By Pauly
Los Angeles, CA
Seinfeld joked about uniforms in the near/far future. How all the sci-fi books and movies envisioned post-dystopian humans clad in a drab jumpsuit or some sort of other bleh uniform. Like out of 1984, or something that makes everyone look like a mechanic at Pep Boys.
The way the job market is going in America, by the time the "Roaring 20s" roll around there will be zero media jobs available (news anchors will be replaced a naked pornstars reading Tweets). So we'll all end up a slave to the Man and stuck in the service field humping a horrible min-wage McJobs at McDonald's or Starbucks or IKEA. Unless you want to work the oil fields in the Dakotas, you're shit out of luck and stuck asking shithead customers if they want to supersize their order or add whipped cream. At those McJobs (pick any fast food joint or big biz coffee chain like Starbucks or Coffee Bean), the "uniform" includes some sort of polo shirt with a big-ass logo to make you feel like a loser and to remind you who is the real boss. Oh, and how could we forget about the humiliating name tag? Just in case the laughable pay and the never-ending line of surly customers and the awkward-looking clothing did not drag you down to the lowest rung on the self-esteem ladder, they have a giant name tag to finish off the job. The name tag is to confirm the fact that you really are a cashier at Starbucks which some of the more successful classmates and kids you grew up with has suspected but wasn't 100% sure because you ignored their FRIEND request on Facebook.
Whenever I see someone with a name tag, I have this weird compulsion to use their real name as quickly as possible during the interaction. Part of me wants to humanize the transaction, instead of it being impersonal and ice cold. There's a percentage of workers who appreciate the fact that someone in the real world is recognizing them as a person instead of a min-wage flunkie. At the same time, I'm sure I pissed off an even greater number of service workers who went apeshit bananas whenever someone tried to call them by their name from the name tag. Sure, they might be polite and shine it on, but underneath it all they are cursing you under their breath and secretly plotting how they can drop a couple of boogers into your Iced Mocha.
The universal uniform could be cool in the future because it eliminates the difficult decision-making process of trying tof igure out what to wear. The older I get the more paranoid I get that I'm going to lose my edge in the fashion department and that my clothing style and wardrobe will stop evolving and become frozen in time for the rest of my life. It happens to everyone old guy, which is why old dude in Florida are wearing Leisure suits and Members Only jackets. The grey jumpsuit will eliminate a daily struggle that I have... what will I wear? This is problematic as a freelancer who does not have to get dressed up to work in an office-like setting. For me business casual is putting on cargo shorts instead of free balling it.

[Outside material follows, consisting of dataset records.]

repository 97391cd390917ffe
use axum::{
    extract::FromRequestParts,
    http::{header::AUTHORIZATION, request::Parts},
};
use warden_application::AuthOrchestrator;
use warden_core::{AccessClaims, AccountStore, RefreshTokenStore, Role};

use crate::error::AuthApiError;

const BEARER_PREFIX: &str = "Bearer ";

/// Identity of the caller, taken from a verified `Authorization: Bearer`
/// access token. Handlers receive it as an argument; nothing downstream reads
/// ambient request state.
#[derive(Debug, Clone)]
pub struct AuthenticatedUser(pub AccessClaims);

impl AuthenticatedUser {
    pub fn account_id(&self) -> &str {
        &self.0.sub
    }

    pub fn email(&self) -> &str {
        &self.0.email
    }

    pub fn role(&self) -> Role {
        self.0.role
    }

    pub fn claims(&self) -> &AccessClaims {
        &self.0
    }
}

impl<A, R> FromRequestParts<AuthOrchestrator<A, R>> for AuthenticatedUser
where
    A: AccountStore + Clone + 'static,
    R: RefreshTokenStore + Clone + 'static,
{
    type Rejection = AuthApiError;

    async fn from_request_parts(
        parts: &mut Parts,
        auth: &AuthOrchestrator<A, R>,
    ) -> Result<Self, Self::Rejection> {
        let token = bearer_token(parts).ok_or(AuthApiError::MissingToken)?;

        let claims = auth.verify_access_token(token).map_err(|e| {
            tracing::debug!("Rejected access token");
            AuthApiError::from(e)
        })?;

        Ok(AuthenticatedUser(claims))
    }
}

fn bearer_token(parts: &Parts) -> Option<&str> {
    let value = parts.headers.get(AUTHORIZATION)?.to_str().ok()?;
    let token = value.strip_prefix(BEARER_PREFIX)?.trim();
    (!token.is_empty()).then_some(token)
}
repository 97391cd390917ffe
use std::collections::HashMap;
use std::sync::Arc;
use tokio::sync::RwLock;

use chrono::{DateTime, Utc};
use warden_core::{
    Account, AccountId, AccountStore, AccountStoreError, Email, FailedLogin, LockoutPolicy,
};

#[derive(Default, Clone)]
struct Accounts {
    by_id: HashMap<AccountId, Account>,
    id_by_email: HashMap<Email, AccountId>,
}

#[derive(Default, Clone)]
pub struct HashMapAccountStore {
    accounts: Arc<RwLock<Accounts>>,
}

impl HashMapAccountStore {
    pub fn new() -> Self {
        Self::default()
    }
}

#[async_trait::async_trait]
impl AccountStore for HashMapAccountStore {
    async fn add_account(&self, account: Account) -> Result<(), AccountStoreError> {
        let mut accounts = self.accounts.write().await;
        if accounts.id_by_email.contains_key(account.email()) {
            return Err(AccountStoreError::AccountAlreadyExists);
        }
        accounts
            .id_by_email
            .insert(account.email().clone(), account.id());
        accounts.by_id.insert(account.id(), account);
        Ok(())
    }

    async fn find_by_email(&self, email: &Email) -> Result<Option<Account>, AccountStoreError> {
        let accounts = self.accounts.read().await;
        Ok(accounts
            .id_by_email
            .get(email)
            .and_then(|id| accounts.by_id.get(id))
            .cloned())
    }

    async fn find_by_id(&self, id: AccountId) -> Result<Option<Account>, AccountStoreError> {
        let accounts = self.accounts.read().await;
        Ok(accounts.by_id.get(&id).cloned())
    }

    async fn record_failed_login(
        &self,
        id: AccountId,
        now: DateTime<Utc>,
        policy: &LockoutPolicy,
    ) -> Result<FailedLogin, AccountStoreError> {
        let mut accounts = self.accounts.write().await;
        let account = accounts
            .by_id
            .get_mut(&id)
            .ok_or(AccountStoreError::AccountNotFound)?;
        account.clear_lapsed_lockout(now);
        Ok(account.record_failed_login(now, policy))
    }

    async fn reset_lockout(&self, id: AccountId) -> Result<(), AccountStoreError> {
        let mut accounts = self.accounts.write().await;
        let account = accounts
            .by_id
            .get_mut(&id)
            .ok_or(AccountStoreError::AccountNotFound)?;
        account.reset_lockout();
        Ok(())
    }
}
pub mod constants;
pub mod settings;

pub use constants::*;
pub use settings::{
    AllowedOrigins, ApplicationSettings, AuthServiceSetting, HashingSettings, JwtSettings,
    PostgresSettings,
};
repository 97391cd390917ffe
pub mod env {
    pub const PREFIX: &str = "WARDEN";
    pub const APP_ENVIRONMENT_ENV_VAR: &str = "APP_ENVIRONMENT";
    pub const CONFIG_DIR_ENV_VAR: &str = "WARDEN_CONFIG_DIR";
    pub const JWT_SECRET_ENV_VAR: &str = "JWT_SECRET";
    pub const DATABASE_URL_ENV_VAR: &str = "DATABASE_URL";
}

pub mod defaults {
    pub const APP_ADDRESS: &str = "0.0.0.0:3000";
    pub const APP_ENVIRONMENT: &str = "local";
    pub const CONFIG_DIR: &str = "config";

    pub const JWT_ISSUER: &str = "warden";
    pub const JWT_AUDIENCE: &str = "warden-clients";
    pub const ACCESS_TOKEN_TTL_SECONDS: i64 = 15 * 60;
    pub const REFRESH_TOKEN_TTL_DAYS: i64 = 7;

    pub const HASH_MEMORY_KIB: u32 = 15000;
    pub const HASH_ITERATIONS: u32 = 2;
    pub const HASH_PARALLELISM: u32 = 1;

    pub const PG_MAX_CONNECTIONS: i64 = 5;
}

pub mod test {
    pub const APP_ADDRESS: &str = "127.0.0.1:0";
    pub const JWT_SECRET: &str = "test-secret-with-at-least-thirty-two-bytes";
    pub const JWT_ISSUER: &str = "warden-test";
    pub const JWT_AUDIENCE: &str = "warden-test-clients";

    /// Cheap Argon2 parameters so test suites do not spend seconds hashing.
    pub const HASH_MEMORY_KIB: u32 = 1024;
    pub const HASH_ITERATIONS: u32 = 1;
    pub const HASH_PARALLELISM: u32 = 1;
}
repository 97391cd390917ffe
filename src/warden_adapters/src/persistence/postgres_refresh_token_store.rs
use sqlx::{Pool, Postgres, Row, postgres::PgRow};
use uuid::Uuid;
use warden_core::{
    FamilyWalk, RefreshToken, RefreshTokenId, RefreshTokenStore, RefreshTokenStoreError,
    RotationOutcome,
};

#[derive(Clone)]
pub struct PostgresRefreshTokenStore {
    pool: sqlx::PgPool,
    family_limit: usize,
}

impl PostgresRefreshTokenStore {
    pub fn new(pool: Pool<Postgres>) -> Self {
        PostgresRefreshTokenStore {
            pool,
            family_limit: FamilyWalk::DEFAULT_LIMIT,
        }
    }

    pub fn with_family_limit(mut self, limit: usize) -> Self {
        self.family_limit = limit;
        self
    }
}

const SELECT_TOKEN: &str = r#"
    SELECT id, account_id, token_hash, parent_id, expires_at, created_at, used, revoked
    FROM refresh_tokens
"#;

const INSERT_TOKEN: &str = r#"
    INSERT INTO refresh_tokens
        (id, account_id, token_hash, parent_id, expires_at, created_at, used, revoked)
    VALUES ($1, $2, $3, $4, $5, $6, $7, $8)
"#;

fn unexpected(e: impl ToString) -> RefreshTokenStoreError {
    RefreshTokenStoreError::UnexpectedError(e.to_string())
}

fn insert_error(e: sqlx::Error) -> RefreshTokenStoreError {
    if let Some(db_err) = e.as_database_error()
        && db_err.is_unique_violation()
    {
        return RefreshTokenStoreError::TokenAlreadyExists;
    }
    unexpected(e)
}

fn token_from_row(row: &PgRow) -> Result<RefreshToken, RefreshTokenStoreError> {
    Ok(RefreshToken {
        id: row.try_get("id").map_err(unexpected)?,
        account_id: row.try_get("account_id").map_err(unexpected)?,
        token_hash: row.try_get("token_hash").map_err(unexpected)?,
        parent_id: row.try_get("parent_id").map_err(unexpected)?,
        expires_at: row.try_get("expires_at").map_err(unexpected)?,
        created_at: row.try_get("created_at").map_err(unexpected)?,
        used: row.try_get("used").map_err(unexpected)?,
        revoked: row.try_get("revoked").map_err(unexpected)?,
    })
}

fn insert_query(token: &RefreshToken) -> sqlx::query::Query<'_, Postgres, sqlx::postgres::PgArguments> {
    sqlx::query(INSERT_TOKEN)
        .bind(token.id)
        .bind(token.account_id)
        .bind(&token.token_hash)
        .bind(token.parent_id)
        .bind(token.expires_at)
        .bind(token.created_at)
        .bind(token.used)
        .bind(token.revoked)
}

#[async_trait::async_trait]
impl RefreshTokenStore for PostgresRefreshTokenStore {
    #[tracing::instrument(name = "Adding refresh token to PostgreSQL", skip_all)]
    async fn add_token(&self, token: RefreshToken) -> Result<(), RefreshTokenStoreError> {
        insert_query(&token)
            .execute(&self.pool)
            .await
            .map_err(insert_error)?;
        Ok(())
    }

    #[tracing::instrument(name = "Retrieving refresh token from PostgreSQL", skip_all)]
    async fn find_by_token_hash(
        &self,
        token_hash: &str,
    ) -> Result<Option<RefreshToken>, RefreshTokenStoreError> {
        let row = sqlx::query(&format!("{SELECT_TOKEN} WHERE token_hash = $1"))
            .bind(token_hash)
            .fetch_optional(&self.pool)
            .await
            .map_err(unexpected)?;

        row.as_ref().map(token_from_row).transpose()
    }

    #[tracing::instrument(name = "Retrieving child refresh tokens from PostgreSQL", skip(self))]
    async fn find_children(
        &self,
        parent_id: RefreshTokenId,
    ) -> Result<Vec<RefreshToken>, RefreshTokenStoreError> {
        let rows = sqlx::query(&format!("{SELECT_TOKEN} WHERE parent_id = $1 ORDER BY created_at"))
            .bind(parent_id)
            .fetch_all(&self.pool)
            .await
            .map_err(unexpected)?;

        rows.iter().map(token_from_row).collect()
    }

    /// Locks the presented row, flips `used` only if it is still unused and
    /// unrevoked, and inserts the replacement in the same transaction.
    #[tracing::instrument(name = "Rotating refresh token in PostgreSQL", skip(self, replacement))]
    async fn rotate(
        &self,
        presented: RefreshTokenId,
        replacement: RefreshToken,
    ) -> Result<RotationOutcome, RefreshTokenStoreError> {
        let mut tx = self.pool.begin().await.map_err(unexpected)?;

        let row = sqlx::query("SELECT used, revoked FROM refresh_tokens WHERE id = $1 FOR UPDATE")
            .bind(presented)
            .fetch_optional(&mut *tx)
            .await
            .map_err(unexpected)?;

        let Some(row) = row else {
            return Ok(RotationOutcome::NotFound);
        };
        let used: bool = row.try_get("used").map_err(unexpected)?;
        let revoked: bool = row.try_get("revoked").map_err(unexpected)?;
        if revoked {
            return Ok(RotationOutcome::Revoked);
        }
        if used {
            return Ok(RotationOutcome::AlreadyUsed);
        }

        let updated = sqlx::query(
            "UPDATE refresh_tokens SET used = TRUE WHERE id = $1 AND used = FALSE AND revoked = FALSE",
        )
        .bind(presented)
        .execute(&mut *tx)
        .await
        .map_err(unexpected)?;

        if updated.rows_affected() != 1 {
            return Ok(RotationOutcome::AlreadyUsed);
        }

        insert_query(&replacement)
            .execute(&mut *tx)
            .await
            .map_err(insert_error)?;

        tx.commit().await.map_err(unexpected)?;

        Ok(RotationOutcome::Rotated)
    }

    /// Walks the family breadth-first inside one transaction, locking every
    /// row before reading its children. A rotation racing the walk either
    /// commits first, and its child is seen, or blocks until the walk commits
    /// and then finds its parent revoked.
    #[tracing::instrument(name = "Revoking token family in PostgreSQL", skip(self))]
    async fn revoke_family(&self, root: RefreshTokenId) -> Result<usize, RefreshTokenStoreError> {
        let mut tx = self.pool.begin().await.map_err(unexpected)?;

        let root_row = sqlx::query("SELECT id FROM refresh_tokens WHERE id = $1 FOR UPDATE")
            .bind(root)
            .fetch_optional(&mut *tx)
            .await
            .map_err(unexpected)?;
        if root_row.is_none() {
            return Ok(0);
        }

        let mut walk = FamilyWalk::new(root, self.family_limit);
        let mut family = Vec::new();
        while let Some(id) = walk.next_id() {
            family.push(id);
            let children: Vec<Uuid> = sqlx::query_scalar(
                "SELECT id FROM refresh_tokens WHERE parent_id = $1 FOR UPDATE",
            )
            .bind(id)
            .fetch_all(&mut *tx)
            .await
            .map_err(unexpected)?;
            // Dropping the transaction on error rolls everything back.
            walk.push_children(children)?;
        }

        let result = sqlx::query(
            "UPDATE refresh_tokens SET revoked = TRUE WHERE id = ANY($1) AND revoked = FALSE",
        )
        .bind(&family)
        .execute(&mut *tx)
        .await
        .map_err(unexpected)?;

        tx.commit().await.map_err(unexpected)?;

        Ok(result.rows_affected() as usize)
    }
}
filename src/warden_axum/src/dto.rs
use secrecy::{ExposeSecret, Secret};
use serde::{Deserialize, Serialize};
use warden_core::TokenPair;

#[derive(Deserialize)]
pub struct RegisterRequest {
    pub email: Secret<String>,
    pub password: Secret<String>,
    pub confirm_password: Secret<String>,
}

#[derive(Deserialize)]
pub struct LoginRequest {
    pub email: Secret<String>,
    pub password: Secret<String>,
}

/// Body of both `/refresh` and `/logout`.
#[derive(Deserialize)]
pub struct RefreshTokenRequest {
    pub refresh_token: Secret<String>,
}

#[derive(Debug, Serialize, Deserialize)]
pub struct TokenResponse {
    pub access_token: String,
    pub refresh_token: String,
    /// Seconds until the access token expires.
    pub expires_in: i64,
    pub token_type: String,
}

impl From<TokenPair> for TokenResponse {
    fn from(pair: TokenPair) -> Self {
        Self {
            token_type: pair.token_type().to_string(),
            refresh_token: pair.refresh_token.as_ref().expose_secret().clone(),
            access_token: pair.access_token,
            expires_in: pair.expires_in_seconds,
        }
    }
}
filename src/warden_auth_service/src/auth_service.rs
use axum::{
    Router,
    http::{
        HeaderValue, Method,
        header::{AUTHORIZATION, CONTENT_TYPE},
        request,
    },
    routing::{get, post},
};
use tokio::net::TcpListener;
use tower_http::{
    cors::{AllowOrigin, CorsLayer},
    request_id::{MakeRequestUuid, PropagateRequestIdLayer, SetRequestIdLayer},
    trace::TraceLayer,
};
use warden_adapters::config::AllowedOrigins;
use warden_application::AuthOrchestrator;
use warden_axum::routes::{login, logout, me, refresh, register, verify_token};
use warden_core::{AccountStore, RefreshTokenStore};

use crate::tracing::{make_span_with_request_id, on_request, on_response};

/// The token lifecycle routes, mounted under `/auth`.
pub struct AuthService {
    router: Router,
}

impl AuthService {
    /// Build the routes around an orchestrator.
    ///
    /// The orchestrator is the only router state. Its stores are handles to
    /// shared state, so cloning it per request is cheap.
    pub fn new<A, R>(orchestrator: AuthOrchestrator<A, R>) -> Self
    where
        A: AccountStore + Clone + 'static,
        R: RefreshTokenStore + Clone + 'static,
    {
        let routes = Router::new()
            .route("/register", post(register::<A, R>))
            .route("/login", post(login::<A, R>))
            .route("/refresh", post(refresh::<A, R>))
            .route("/logout", post(logout::<A, R>))
            .route("/me", get(me))
            .route("/verify-token", post(verify_token))
            .with_state(orchestrator);

        Self {
            router: Router::new().nest("/auth", routes),
        }
    }

    fn with_trace_layer(mut self) -> Self {
        self.router = self
            .router
            .layer(PropagateRequestIdLayer::x_request_id())
            .layer(
                TraceLayer::new_for_http()
                    .make_span_with(make_span_with_request_id)
                    .on_request(on_request)
                    .on_response(on_response),
            )
            .layer(SetRequestIdLayer::x_request_id(MakeRequestUuid));
        self
    }

    /// Convert the AuthService into a router that can be merged into another
    /// application.
    ///
    /// # Arguments
    /// * `allowed_origins` - Optional list of allowed CORS origins
    pub fn as_nested_router(mut self, allowed_origins: Option<AllowedOrigins>) -> Router {
        if let Some(allowed_origins) = allowed_origins
            && !allowed_origins.is_empty()
        {
            let cors = CorsLayer::new()
                .allow_methods([Method::GET, Method::POST])
                .allow_headers([AUTHORIZATION, CONTENT_TYPE])
                .allow_credentials(true)
                .allow_origin(AllowOrigin::predicate(
                    move |origin: &HeaderValue, _request_parts: &request::Parts| {
                        origin
                            .to_str()
                            .is_ok_and(|origin| allowed_origins.contains(origin))
                    },
                ));

            self.router = self.router.layer(cors);
        }
        self.with_trace_layer().router
    }

    /// Run the auth service as a standalone server
    ///
    /// # Arguments
    /// * `listener` - TCP listener to bind the server to
    /// * `allowed_origins` - Optional list of allowed CORS origins
    pub async fn run_standalone(
        self,
        listener: TcpListener,
        allowed_origins: Option<AllowedOrigins>,
    ) -> Result<(), std::io::Error> {
        let router = self.as_nested_router(allowed_origins);

        tracing::info!("Auth service listening on {}", listener.local_addr()?);

        axum::serve(listener, router).await
    }
}
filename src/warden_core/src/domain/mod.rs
pub mod access_token;
pub mod account;
pub mod email;
pub mod lockout;
pub mod password;
pub mod refresh_token;
pub mod role;
pub mod token_pair;
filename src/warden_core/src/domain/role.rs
use std::fmt;
use std::str::FromStr;

use serde::{Deserialize, Serialize};

/// Authorization level embedded in issued access tokens.
#[derive(Debug, Clone, Copy, Default, PartialEq, Eq, Hash, Serialize, Deserialize)]
#[serde(rename_all = "lowercase")]
pub enum Role {
    #[default]
    Standard,
    Admin,
}

impl Role {
    pub fn as_str(&self) -> &'static str {
        match self {
            Role::Standard => "standard",
            Role::Admin => "admin",
        }
    }
}

impl fmt::Display for Role {
    fn fmt(&self, f: &mut fmt::Formatter<'_>) -> fmt::Result {
        f.write_str(self.as_str())
    }
}

impl FromStr for Role {
    type Err = String;

    fn from_str(s: &str) -> Result<Self, Self::Err> {
        match s {
            "standard" => Ok(Role::Standard),
            "admin" => Ok(Role::Admin),
            other => Err(format!("Unknown role: {other}")),
        }
    }
}
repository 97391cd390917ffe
pub mod repositories;
pub mod services;
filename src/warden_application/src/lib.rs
pub mod orchestrator;
pub mod use_cases;

#[cfg(test)]
mod test_support;

pub use orchestrator::AuthOrchestrator;

pub use use_cases::{
    issuance::mint_token_pair,
    login::{LoginError, LoginOutcome, LoginUseCase},
    logout::{LogoutError, LogoutUseCase},
    refresh::{RefreshError, RefreshOutcome, RefreshUseCase},
    register::{RegisterError, RegisterOutcome, RegisterUseCase},
    verify::VerifyAccessTokenUseCase,
};
use std::sync::{Arc, RwLock};

use chrono::{DateTime, Duration, Utc};
use warden_core::Clock;

/// Wall-clock time.
#[derive(Debug, Default, Clone, Copy)]
pub struct SystemClock;

impl Clock for SystemClock {
    fn now(&self) -> DateTime<Utc> {
        Utc::now()
    }
}

/// A clock that only moves when told to. Clones share the same instant.
#[derive(Debug, Clone)]
pub struct ManualClock {
    now: Arc<RwLock<DateTime<Utc>>>,
}

impl ManualClock {
    pub fn new(start: DateTime<Utc>) -> Self {
        Self {
            now: Arc::new(RwLock::new(start)),
        }
    }

    pub fn advance(&self, by: Duration) {
        let mut now = self.now.write().unwrap_or_else(|poisoned| poisoned.into_inner());
        *now += by;
    }

    pub fn set(&self, instant: DateTime<Utc>) {
        let mut now = self.now.write().unwrap_or_else(|poisoned| poisoned.into_inner());
        *now = instant;
    }
}

impl Default for ManualClock {
    fn default() -> Self {
        Self::new(Utc::now())
    }
}

impl Clock for ManualClock {
    fn now(&self) -> DateTime<Utc> {
        *self.now.read().unwrap_or_else(|poisoned| poisoned.into_inner())
    }
}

Since I'm on a Seinfeld sci-fi tangent, I'm waiting for every household to get its own robot. Sort of like Rosie from The Jetsons or Twinkie from Buck Rodgers or CP30 in Star Wars. Except I would program mine to crunch spreadsheets and sports stats so I could have a live-in sportsbetting guru, who runs a million simulations a second. I already have a special spreadsheet that spits out a projected outcome for almost every major pro sport, but that is like using counting blocks for 3 year olds compared to a computer system on board a NASA rocket.
So the jumpsuits... they come in one size fits all?